# Assignment
Filter the records for "current" and keep each line that has it.

# Extracted information
▬▬▬▬▬▬▬▬▬▬

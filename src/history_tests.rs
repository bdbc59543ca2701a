//! Unit tests for the history data model.

use super::*;
use chrono::TimeZone;

fn entry(rev: &str) -> HistoryEntry {
    HistoryEntry::new(rev, None, "alice")
}

fn history_of(revs: &[&str]) -> History {
    History::from_entries(revs.iter().map(|r| entry(r)).collect())
}

// ─── HistoryEntry ───────────────────────────────────────────────────

#[test]
fn test_append_message_swallows_blank_lines() {
    let mut e = entry("1");
    e.append_message("    First line");
    e.append_message("");
    e.append_message("   ");
    e.append_message("    Second line   ");
    e.seal();
    assert_eq!(e.message, "First line\nSecond line");
}

#[test]
fn test_seal_on_empty_message() {
    let mut e = entry("1");
    e.seal();
    assert_eq!(e.message, "");
}

#[test]
fn test_add_file_ignores_empty_and_duplicates() {
    let mut e = entry("1");
    e.add_file("src/a.c");
    e.add_file("");
    e.add_file("src/a.c");
    e.add_file("README");
    assert_eq!(e.files.len(), 2);
    e.strip_files();
    assert!(e.files.is_empty());
}

#[test]
fn test_add_tag_joins() {
    let mut e = entry("1");
    e.add_tag("v1");
    e.add_tag("stable");
    assert_eq!(e.tags.as_deref(), Some("v1, stable"));
}

// ─── Paging ─────────────────────────────────────────────────────────

#[test]
fn test_page_middle_of_eight() {
    let h = history_of(&["8", "7", "6", "5", "4", "3", "2", "1"]);
    let page: Vec<&str> = h.page(5, 2).iter().map(|e| e.revision.as_str()).collect();
    assert_eq!(page, vec!["6", "5", "4", "3", "2"]);
}

#[test]
fn test_page_past_end() {
    let h = history_of(&["3", "2", "1"]);
    assert!(h.page(5, 10).is_empty());
    assert_eq!(h.page(5, 1).len(), 2);
}

#[test]
fn test_page_zero_limit_means_rest() {
    let h = history_of(&["3", "2", "1"]);
    assert_eq!(h.page(0, 1).len(), 2);
}

#[test]
fn test_has_file_list() {
    let mut h = history_of(&["2", "1"]);
    assert!(!h.has_file_list());
    h.entries_mut()[1].add_file("a.txt");
    assert!(h.has_file_list());
    h.strip_files();
    assert!(!h.has_file_list());
}

#[test]
fn test_head_revision() {
    assert_eq!(history_of(&["9", "3"]).head_revision(), Some("9"));
    assert_eq!(History::new().head_revision(), None);
}

// ─── Merging ────────────────────────────────────────────────────────

#[test]
fn test_prepend_dedupes_overlap() {
    let mut old = history_of(&["3", "2", "1"]);
    old.prepend(history_of(&["5", "4", "3"]));
    let revs: Vec<&str> = old.entries().iter().map(|e| e.revision.as_str()).collect();
    assert_eq!(revs, vec!["5", "4", "3", "2", "1"]);
}

// ─── Revision matching ──────────────────────────────────────────────

#[test]
fn test_revision_matches_mercurial_local() {
    assert!(revision_matches("3:8a7b6c5d4e3f", "3"));
    assert!(!revision_matches("13:8a7b6c5d4e3f", "3"));
}

#[test]
fn test_revision_matches_short_hash() {
    let full = "0123456789abcdef0123456789abcdef01234567";
    assert!(revision_matches(full, "0123456"));
    assert!(!revision_matches(full, "012345"));
    assert!(!revision_matches("12345678", "1234567"));
}

// ─── LineInfo ───────────────────────────────────────────────────────

#[test]
fn test_attach_annotation_compresses_runs() {
    let mut h = history_of(&["R2", "R1"]);
    let mut ann = Annotation::new("f");
    for _ in 0..8 {
        ann.add_line("R1", "alice", true);
    }
    for _ in 0..3 {
        ann.add_line("R2", "bob", true);
    }
    h.attach_annotation(&ann);
    assert_eq!(
        h.line_info(),
        &[
            LineInfo { line: 1, entry: Some(1) },
            LineInfo { line: 9, entry: Some(0) }
        ]
    );
    assert_eq!(h.entry_for_line(5).map(|e| e.revision.as_str()), Some("R1"));
    assert_eq!(h.entry_for_line(9).map(|e| e.revision.as_str()), Some("R2"));
    assert_eq!(h.entry_for_line(11).map(|e| e.revision.as_str()), Some("R2"));
    assert!(h.entry_for_line(0).is_none());
}

#[test]
fn test_attach_annotation_unknown_revision_breaks_run() {
    let mut h = history_of(&["R1"]);
    let mut ann = Annotation::new("f");
    ann.add_line("R1", "a", true);
    ann.add_line("0000000", "Not Committed Yet", false);
    ann.add_line("R1", "a", true);
    h.attach_annotation(&ann);
    assert_eq!(h.line_info().len(), 3);
    assert!(h.entry_for_line(2).is_none());
    assert!(h.entry_for_line(3).is_some());
}

#[test]
fn test_serde_json_shape() {
    let mut e = HistoryEntry::new("abc", Some(Utc.with_ymd_and_hms(2021, 3, 4, 5, 6, 7).unwrap()), "bob")
        .with_message("fix");
    e.add_file("x.rs");
    let h = History::from_entries(vec![e]);
    let json = serde_json::to_string(&h).unwrap();
    assert!(json.contains("\"revision\":\"abc\""));
    assert!(json.contains("2021-03-04T05:06:07Z"));
    assert!(json.contains("x.rs"));
    let back: History = serde_json::from_str(&json).unwrap();
    assert_eq!(back, h);
}

// ─── Property-based tests (proptest) ────────────────────────────────

mod property_tests {
    use super::*;
    use proptest::prelude::*;

    proptest! {
        /// Every line resolves to the entry its annotation names.
        #[test]
        fn line_info_matches_dense_annotation(picks in proptest::collection::vec(0usize..4, 1..60)) {
            let mut h = history_of(&["r3", "r2", "r1", "r0"]);
            let mut ann = Annotation::new("f");
            for p in &picks {
                ann.add_line(format!("r{}", p), "a", true);
            }
            h.attach_annotation(&ann);
            prop_assert!(h.line_info().len() <= picks.len());
            for (idx, p) in picks.iter().enumerate() {
                let e = h.entry_for_line(idx as u32 + 1);
                prop_assert_eq!(e.map(|e| e.revision.clone()), Some(format!("r{}", p)));
            }
        }

        /// Paging never yields more than `limit` and always a contiguous slice.
        #[test]
        fn page_is_contiguous_slice(n in 0usize..30, limit in 1usize..10, offset in 0usize..40) {
            let revs: Vec<String> = (0..n).rev().map(|i| i.to_string()).collect();
            let refs: Vec<&str> = revs.iter().map(String::as_str).collect();
            let h = history_of(&refs);
            let page = h.page(limit, offset);
            prop_assert!(page.len() <= limit);
            if !page.is_empty() {
                prop_assert_eq!(&page[0], &h.entries()[offset]);
            }
        }
    }
}
//! Subversion support via the plain-text `svn log -v` output.
//!
//! Changed paths in the log are repository paths (`/trunk/src/a.c`); they
//! are mapped back to working-copy paths by stripping the working copy's
//! relative URL, taken once from `svn info`.

use std::path::{Path, PathBuf};
use std::sync::{Arc, LazyLock, OnceLock};

use regex::Regex;

use super::{RepoBase, Repository, RepositoryInfo, RepositoryKind, annotation_from_lines, remove_and_verify_oldest};
use crate::annotation::Annotation;
use crate::error::HistoryError;
use crate::executor::CommandEnv;
use crate::history::History;
use crate::parser::{EntryAccumulator, LineParser, parse_bytes, parse_date_or_warn};

/// `2008-01-02 12:34:56 +0100` (the parenthesised long date is dropped).
pub const DATE_FORMAT: &str = "%Y-%m-%d %H:%M:%S %z";

static HEADER: LazyLock<Regex> =
    LazyLock::new(|| Regex::new(r"^r(\d+) \| (.*?) \| ([^(|]+?)(?: \(.*?\))? \|").expect("valid regex"));

static CHANGED_PATH: LazyLock<Regex> =
    LazyLock::new(|| Regex::new(r"^\s+[AMDR] (/.*?)(?: \(from .*\))?$").expect("valid regex"));

static BLAME_LINE: LazyLock<Regex> =
    LazyLock::new(|| Regex::new(r"^\s*(\d+|-)\s+(\S+)").expect("valid regex"));

pub fn is_repository_for(dir: &Path, _commands: &CommandEnv) -> bool {
    dir.join(".svn").is_dir()
}

fn is_separator(line: &str) -> bool {
    line.len() >= 72 && line.bytes().all(|b| b == b'-')
}

// ─── Log parser ─────────────────────────────────────────────────────

#[derive(Clone, Copy, Debug, PartialEq, Eq)]
pub enum SvnLogState {
    /// Expecting `rN | author | date | N lines`
    Header,
    /// `Changed paths:` block
    Paths,
    Message,
}

/// Parser for `svn log -v`.
#[derive(Debug)]
pub struct SubversionLogParser {
    /// Repository path of the working copy root, e.g. `/trunk`.
    url_prefix: String,
}

impl SubversionLogParser {
    pub fn new(url_prefix: impl Into<String>) -> Self {
        let prefix: String = url_prefix.into();
        SubversionLogParser {
            url_prefix: prefix.trim_end_matches('/').to_string(),
        }
    }

    /// Working-copy relative path, or `None` for paths outside the working copy.
    fn map_path(&self, repo_path: &str) -> Option<String> {
        if self.url_prefix.is_empty() {
            return Some(repo_path.trim_start_matches('/').to_string());
        }
        repo_path
            .strip_prefix(&self.url_prefix)
            .and_then(|rest| rest.strip_prefix('/'))
            .map(str::to_string)
    }
}

impl LineParser for SubversionLogParser {
    type State = SvnLogState;

    fn initial_state(&self) -> SvnLogState {
        SvnLogState::Header
    }

    fn step(&mut self, state: SvnLogState, line: &str, acc: &mut EntryAccumulator) -> SvnLogState {
        if is_separator(line) {
            acc.finish_entry();
            return SvnLogState::Header;
        }
        match state {
            SvnLogState::Header => {
                if let Some(caps) = HEADER.captures(line) {
                    let entry = acc.begin(&caps[1]);
                    entry.author = caps[2].trim().to_string();
                    entry.date = parse_date_or_warn(&caps[3], &[DATE_FORMAT], &caps[1]);
                    SvnLogState::Paths
                } else {
                    SvnLogState::Header
                }
            }
            SvnLogState::Paths => {
                if line.trim().is_empty() {
                    return SvnLogState::Message;
                }
                if let Some(caps) = CHANGED_PATH.captures(line) {
                    if let (Some(rel), Some(entry)) = (self.map_path(&caps[1]), acc.current()) {
                        entry.add_file(rel);
                    }
                }
                SvnLogState::Paths
            }
            SvnLogState::Message => {
                if let Some(entry) = acc.current() {
                    entry.append_message(line);
                }
                SvnLogState::Message
            }
        }
    }
}

/// Repository path of a working copy from `svn info` output.
pub fn parse_info_prefix(info: &str) -> Option<String> {
    let mut url = None;
    let mut root = None;
    for line in info.lines() {
        if let Some(rel) = line.strip_prefix("Relative URL: ^") {
            return Some(rel.trim().to_string());
        } else if let Some(u) = line.strip_prefix("URL: ") {
            url = Some(u.trim().to_string());
        } else if let Some(r) = line.strip_prefix("Repository Root: ") {
            root = Some(r.trim().to_string());
        }
    }
    let (url, root) = (url?, root?);
    url.strip_prefix(&root).map(|p| p.to_string())
}

// ─── Repository ─────────────────────────────────────────────────────

#[derive(Debug)]
pub struct SubversionRepository {
    base: RepoBase,
    url_prefix: OnceLock<String>,
}

impl SubversionRepository {
    pub fn new(directory: PathBuf, commands: Arc<CommandEnv>) -> Self {
        SubversionRepository {
            base: RepoBase::new(directory, RepositoryKind::Subversion, commands),
            url_prefix: OnceLock::new(),
        }
    }

    fn url_prefix(&self) -> Result<String, HistoryError> {
        if let Some(prefix) = self.url_prefix.get() {
            return Ok(prefix.clone());
        }
        let output = self.base.cmd().args(["info", "--non-interactive"]).run_checked()?;
        let prefix = parse_info_prefix(&String::from_utf8_lossy(&output)).unwrap_or_default();
        Ok(self.url_prefix.get_or_init(|| prefix).clone())
    }

    fn log(&self, file: &Path, range: Option<String>) -> Result<History, HistoryError> {
        let rel = self.base.relative_or_dot(file)?;
        let mut cmd = self.base.cmd().args(["log", "--non-interactive", "-v"]);
        if let Some(range) = range {
            cmd = cmd.args(["-r".to_string(), range]);
        }
        let output = cmd.arg(rel).run_checked()?;
        parse_bytes(&mut SubversionLogParser::new(self.url_prefix()?), &output)
    }
}

impl Repository for SubversionRepository {
    fn info(&self) -> &RepositoryInfo {
        &self.base.info
    }

    fn commands(&self) -> &CommandEnv {
        &self.base.commands
    }

    fn has_history_for_directories(&self) -> bool {
        true
    }

    fn history(&self, file: &Path) -> Result<History, HistoryError> {
        self.log(file, None)
    }

    /// `-r BASE:<since>` includes the boundary revision, which is then verified.
    fn history_since(&self, file: &Path, since: Option<&str>) -> Result<History, HistoryError> {
        let Some(since) = since else {
            return self.history(file);
        };
        let mut history = self.log(file, Some(format!("BASE:{}", since)))?;
        remove_and_verify_oldest(&mut history, since)?;
        Ok(history)
    }

    fn content_at(&self, parent: &Path, basename: &str, revision: &str) -> Result<Vec<u8>, HistoryError> {
        self.base
            .cmd_in(parent)
            .args(["cat", "--non-interactive", "-r", revision, basename])
            .run_checked()
    }

    fn annotate(&self, file: &Path, revision: Option<&str>) -> Result<Annotation, HistoryError> {
        let rel = self.base.relative(file)?;
        let mut cmd = self.base.cmd().args(["blame", "--non-interactive"]);
        if let Some(rev) = revision {
            cmd = cmd.args(["-r", rev]);
        }
        let output = cmd.arg(rel.as_str()).run_checked()?;
        // locally modified lines carry `-` and stay unattributed
        Ok(annotation_from_lines(&rel, &output, |line| {
            let caps = BLAME_LINE.captures(line)?;
            (&caps[1] != "-").then(|| (caps[1].to_string(), caps[2].to_string()))
        }))
    }

    fn update(&self) -> Result<(), HistoryError> {
        self.base.cmd().args(["update", "--non-interactive"]).run_checked()?;
        Ok(())
    }
}

// ─── Tests ──────────────────────────────────────────────────────────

▬▬▬▬▬▬▬▬▬▬

# Task output
                    if let (Some(rel), Some(entry)) = (self.map_path(&caps[1]), acc.current()) {
                if let Some(entry) = acc.current() {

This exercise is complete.